Peroxisome proliferator-activated receptor-γ agonist pioglitazone ameliorates white matter lesion and cognitive impairment in hypertensive rats.

TL;DR: This work investigated whether peroxisome proliferator‐activated receptor‐γ agonist pioglitazone, with properties of vascular protection and antiinflammation, exerts beneficial effect in hypertensive WML rats.

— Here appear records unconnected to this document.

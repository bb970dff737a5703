use sqlx::SqlitePool;
use storage::{
    dto::judge::CreateJudgeRequest, error::Result, models::Judge,
    repository::judge::JudgeRepository,
};

/// List all judges
pub async fn list_judges(pool: &SqlitePool) -> Result<Vec<Judge>> {
    let repo = JudgeRepository::new(pool);
    repo.list().await
}

/// Create a judge
pub async fn create_judge(pool: &SqlitePool, request: &CreateJudgeRequest) -> Result<Judge> {
    let repo = JudgeRepository::new(pool);
    repo.create(&request.name).await
}

/// Delete a judge
pub async fn delete_judge(pool: &SqlitePool, id: i64) -> Result<()> {
    let repo = JudgeRepository::new(pool);
    repo.delete(id).await
}
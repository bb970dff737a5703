use axum::{
    Json,
    extract::{Query, State},
    http::StatusCode,
    response::{IntoResponse, Response},
};
use storage::{
    Database,
    dto::attempt::{
        AttemptResult, AttemptStatusQuery, AttemptStatusResponse, RegisterAttemptRequest,
    },
};

use crate::error::WebError;

use super::services;

#[utoipa::path(
    post,
    path = "/api/attempts",
    request_body = RegisterAttemptRequest,
    security(
        ("bearer_auth" = [])
    ),
    responses(
        (status = 201, description = "Attempt recorded with points awarded", body = AttemptResult),
        (status = 401, description = "Unauthorized"),
        (status = 404, description = "Unknown team, question or judge"),
        (status = 409, description = "Pair already correct or attempts exhausted")
    ),
    tag = "attempts"
)]
pub async fn register_attempt(
    State(db): State<Database>,
    Json(req): Json<RegisterAttemptRequest>,
) -> Result<Response, WebError> {
    let result = services::register_attempt(db.pool(), &req).await?;

    tracing::info!(
        team_id = req.team_id,
        question_id = req.question_id,
        numero = result.numero,
        acertou = result.acertou,
        pontos = result.pontos,
        "attempt registered"
    );

    Ok((StatusCode::CREATED, Json(result)).into_response())
}

#[utoipa::path(
    get,
    path = "/api/attempts/status",
    params(AttemptStatusQuery),
    security(
        ("bearer_auth" = [])
    ),
    responses(
        (status = 200, description = "Attempt history and terminal state for the pair", body = AttemptStatusResponse),
        (status = 401, description = "Unauthorized")
    ),
    tag = "attempts"
)]
pub async fn attempt_status(
    State(db): State<Database>,
    Query(query): Query<AttemptStatusQuery>,
) -> Result<Response, WebError> {
    let status = services::attempt_status(db.pool(), query.team_id, query.question_id).await?;

    Ok(Json(status).into_response())
}
use axum::{
    Json,
    extract::{Path, State},
    http::StatusCode,
    response::{IntoResponse, Response},
};
use storage::{
    Database,
    dto::judge::{CreateJudgeRequest, JudgeResponse},
};
use validator::Validate;

use crate::error::WebError;

use super::services;

#[utoipa::path(
    get,
    path = "/api/judges",
    security(
        ("bearer_auth" = [])
    ),
    responses(
        (status = 200, description = "List all judges", body = Vec<JudgeResponse>),
        (status = 401, description = "Unauthorized")
    ),
    tag = "judges"
)]
pub async fn list_judges(
    State(db): State<Database>,
) -> Result<Json<Vec<JudgeResponse>>, WebError> {
    let judges = services::list_judges(db.pool()).await?;

    let response: Vec<JudgeResponse> = judges.into_iter().map(JudgeResponse::from).collect();

    Ok(Json(response))
}

#[utoipa::path(
    post,
    path = "/api/judges",
    request_body = CreateJudgeRequest,
    security(
        ("bearer_auth" = [])
    ),
    responses(
        (status = 201, description = "Judge created", body = JudgeResponse),
        (status = 400, description = "Validation error"),
        (status = 401, description = "Unauthorized"),
        (status = 409, description = "Judge name already exists")
    ),
    tag = "judges"
)]
pub async fn create_judge(
    State(db): State<Database>,
    Json(req): Json<CreateJudgeRequest>,
) -> Result<Response, WebError> {
    req.validate()?;

    let judge = services::create_judge(db.pool(), &req).await?;

    Ok((StatusCode::CREATED, Json(JudgeResponse::from(judge))).into_response())
}

#[utoipa::path(
    delete,
    path = "/api/judges/{id}",
    params(
        ("id" = i64, Path, description = "Judge ID")
    ),
    security(
        ("bearer_auth" = [])
    ),
    responses(
        (status = 204, description = "Judge deleted"),
        (status = 401, description = "Unauthorized"),
        (status = 404, description = "Judge not found"),
        (status = 409, description = "Judge has recorded attempts")
    ),
    tag = "judges"
)]
pub async fn delete_judge(
    State(db): State<Database>,
    Path(id): Path<i64>,
) -> Result<Response, WebError> {
    services::delete_judge(db.pool(), id).await?;

    Ok(StatusCode::NO_CONTENT.into_response())
}
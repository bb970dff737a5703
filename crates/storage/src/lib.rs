pub mod db;
pub mod dto;
pub mod error;
pub mod models;
pub mod repository;
pub mod services;

pub use db::Database;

Abstract: Summary Aims Cerebrovascular white matter lesion (WML) is a major subtype of cerebral small vessel disease. Clinical drugs are not available for WML. We investigated whether peroxisome proliferator-activated receptor-γ agonist pioglitazone, with properties of vascular protection and antiinflammation, exerts beneficial effect in hypertensive WML rats. Methods Stroke-prone renovascular hypertensive rats (RHRSP) were treated with pioglitazone for 12 weeks. Morris water maze experiment was conducted to assess cognition. WML was observed by Luxol fast blue staining. Smooth muscle actin-alpha, collagen I, collagen IV, glial fibrillary acidic protein, and ionized calcium-binding adaptor molecule-1 were evaluated by immunohistochemistry. Interleukin-1 beta (IL-1β) and tumor necrosis factor alpha (TNF-α) in brain and soluble intercellular adhesion molecule-1 (sICAM-1) in serum were detected. Results Pioglitazone significantly attenuated WML in corpus callosum, caudate putamen, external capsule, and internal capsule. Cognitive impairment in RHRSP was ameliorated by pioglitazone. Pioglitazone attenuated arteriolar remodeling and reduced sICAM-1 level in serum. Pioglitazone decreased the proliferation of microglia and astrocyte and lowered the expression of proinflammatory cytokines IL-1β and TNF-α in the white matter. Conclusions Long-term treatment of pioglitazone has beneficial effect on hypertension-induced WML and cognition decline, which may partly through its effect on attenuation of arteriolar remodeling, endothelial activation, and brain inflammation.